There are a truckload of people, particularly in academia, who believe that the notion of a slippery slope is bullshit and should not be a valid point of concern for conservatives. It's actually considered a fallacy, albeit a tricky one where the premises make all the difference. But liberals are the ones who deny they exist, because conservatives are the ones who invariably get screwed by slippery slopes when they happen.

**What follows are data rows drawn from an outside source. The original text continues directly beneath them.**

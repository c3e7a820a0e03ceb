//! Row-level primitives shared by every catalog aggregate.
//!
//! Rows are never physically removed; every lookup here ignores rows whose
//! `deleted_at` marker is set.

use chrono::Utc;
use sea_orm::prelude::Expr;
use sea_orm::sea_query::LockType;
use sea_orm::*;

use super::CatalogError;
use crate::entity::{category, product, store, variant};

/// Offset/limit window over a listing.
#[derive(Clone, Copy, Debug, PartialEq, Eq)]
pub struct PageWindow {
    pub page: u64,
    pub per_page: u64,
}

impl PageWindow {
    pub fn new(page: Option<u64>, per_page: Option<u64>) -> Self {
        Self {
            page: Ord::max(page.unwrap_or(1), 1),
            per_page: per_page.unwrap_or(20).clamp(1, 100),
        }
    }

    pub fn offset(&self) -> u64 {
        (self.page - 1) * self.per_page
    }
}

/// One page of rows plus the total number of matching rows.
#[derive(Debug)]
pub struct Page<T> {
    pub rows: Vec<T>,
    pub total: u64,
    pub window: PageWindow,
}

impl<T> Page<T> {
    pub fn total_pages(&self) -> u64 {
        self.total.div_ceil(self.window.per_page)
    }

    pub fn map<U>(self, f: impl FnMut(T) -> U) -> Page<U> {
        Page {
            rows: self.rows.into_iter().map(f).collect(),
            total: self.total,
            window: self.window,
        }
    }
}

/// Fetch a live row by primary key.
pub async fn find_live<E, C>(
    db: &C,
    id: i32,
    deleted_at: E::Column,
    what: &'static str,
) -> Result<E::Model, CatalogError>
where
    E: EntityTrait,
    C: ConnectionTrait,
    <E::PrimaryKey as PrimaryKeyTrait>::ValueType: From<i32>,
{
    E::find_by_id(id)
        .filter(deleted_at.is_null())
        .one(db)
        .await?
        .ok_or(CatalogError::NotFound(what))
}

/// Fetch a live row by primary key with `FOR UPDATE`, serialising concurrent
/// writers of the same aggregate until the transaction ends.
pub async fn lock_live<E>(
    txn: &DatabaseTransaction,
    id: i32,
    deleted_at: E::Column,
    what: &'static str,
) -> Result<E::Model, CatalogError>
where
    E: EntityTrait,
    <E::PrimaryKey as PrimaryKeyTrait>::ValueType: From<i32>,
{
    E::find_by_id(id)
        .filter(deleted_at.is_null())
        .lock(LockType::Update)
        .one(txn)
        .await?
        .ok_or(CatalogError::NotFound(what))
}

/// Mark every live row matching `condition` as deleted. Returns the number of
/// rows marked.
pub async fn soft_delete_where<E, C>(
    db: &C,
    deleted_at: E::Column,
    updated_at: E::Column,
    condition: Condition,
) -> Result<u64, DbErr>
where
    E: EntityTrait,
    C: ConnectionTrait,
{
    let now = Utc::now();
    let result = E::update_many()
        .col_expr(deleted_at, Expr::value(now))
        .col_expr(updated_at, Expr::value(now))
        .filter(condition)
        .filter(deleted_at.is_null())
        .exec(db)
        .await?;
    Ok(result.rows_affected)
}

/// Run a filtered select as one page, counting the full result first.
pub async fn paginate<E, C>(
    db: &C,
    select: Select<E>,
    order_by: E::Column,
    window: PageWindow,
) -> Result<Page<E::Model>, DbErr>
where
    E: EntityTrait,
    E::Model: Sync,
    C: ConnectionTrait,
{
    let total = select.clone().paginate(db, window.per_page).num_items().await?;
    let rows = select
        .order_by_asc(order_by)
        .offset(Some(window.offset()))
        .limit(Some(window.per_page))
        .all(db)
        .await?;
    Ok(Page {
        rows,
        total,
        window,
    })
}

pub async fn find_store<C: ConnectionTrait>(db: &C, id: i32) -> Result<store::Model, CatalogError> {
    find_live::<store::Entity, _>(db, id, store::Column::DeletedAt, "Store").await
}

pub async fn find_category<C: ConnectionTrait>(
    db: &C,
    id: i32,
) -> Result<category::Model, CatalogError> {
    find_live::<category::Entity, _>(db, id, category::Column::DeletedAt, "Category").await
}

pub async fn find_product<C: ConnectionTrait>(
    db: &C,
    id: i32,
) -> Result<product::Model, CatalogError> {
    find_live::<product::Entity, _>(db, id, product::Column::DeletedAt, "Product").await
}

pub async fn find_variant<C: ConnectionTrait>(
    db: &C,
    id: i32,
) -> Result<variant::Model, CatalogError> {
    find_live::<variant::Entity, _>(db, id, variant::Column::DeletedAt, "Variant").await
}

/// Count live rows matching `condition`.
pub async fn count_live<E, C>(
    db: &C,
    deleted_at: E::Column,
    condition: Condition,
) -> Result<u64, DbErr>
where
    E: EntityTrait,
    E::Model: Sync,
    C: ConnectionTrait,
{
    E::find()
        .filter(condition)
        .filter(deleted_at.is_null())
        .count(db)
        .await
}
use sea_orm::entity::prelude::*;
use serde::{Deserialize, Serialize};

#[sea_orm::model]
#[derive(Clone, Debug, PartialEq, Eq, DeriveEntityModel, Serialize, Deserialize)]
#[sea_orm(table_name = "category")]
pub struct Model {
    #[sea_orm(primary_key)]
    pub id: i32,

    pub name: String,
    #[sea_orm(column_type = "Text")]
    pub description: String,

    pub store_id: i32,
    #[sea_orm(belongs_to, from = "store_id", to = "id")]
    pub store: HasOne<super::store::Entity>,

    /// NULL for root categories. The self-referencing foreign key is created
    /// in `database::ensure_indexes`.
    pub parent_category_id: Option<i32>,

    #[sea_orm(has_many)]
    pub products: HasMany<super::product::Entity>,

    #[sea_orm(has_many)]
    pub variants: HasMany<super::variant::Entity>,

    pub created_at: DateTimeUtc,
    pub updated_at: DateTimeUtc,
    pub deleted_at: Option<DateTimeUtc>,
}

impl ActiveModelBehavior for ActiveModel {}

Conservatives defend the status quo, pretty much by definition, in tangible structures or in values or whatever. When disagreements about change versus status quo come up, a compromise inherently supports change. You can see this easily if you imagine the disagreement as being between two points which meet in the middle; if you go away from the status quo - particularly in a direction opposed to the ideas that legitimize that status quo - then you've begun a process and undermined that status quo. If a new grievance comes up and compromise is reached again, then there will again be a move away from the first compromise point, further away from the old status quo. If you're a conservative and compromise becomes the norm, then you're moving in a direction you don't like and the only thing being controlled is the rate of change, like trying to paddle upstream and away from the drop-off of a waterfall.
This does happen. Constantly. Particularly for a historian, it's rather awe-inspiring that anyone could say that patterns of change moving in a certain bad direction are not a legitimate concern. Everything from the gear-up to war to the rise of the Jonas Brothers becomes disturbingly predictable when the trends start to make themselves known. Of course those patterns happen; the disagreement is really over the direction of the change, whether that direction is good or not.
So, too far or not far enough, that is the question for liberals. It doesn't matter that much, of course; eventually, they will get to where they want to go. If today's society isn't "ready" for the changes that they want, then they move incrementally, and eventually, the change becomes the new normal and they can move the rest of the way after people have adjusted to it. Adaptability is key; talking about gay marriage, Jonathan Haidt recently said gays getting married was like sushi, where earlier generations were repulsed as a matter of taste, but younger generations like it fine, having been more exposed to homosexuality. He's right, although there is the implied liberal notion behind this statement that all tastes are equal and unrelated to more fundamental issues. Haidt would never think most people will ever simply lose their taste for marriage altogether as its expansion and changing social expectations weaken the tie, because he thinks of marriage as being a natural human relationship needing no encouragement. I don't. He doesn't think of marriage as being a cultural institution that needs necessity or ideological legitimacy to survive. I do.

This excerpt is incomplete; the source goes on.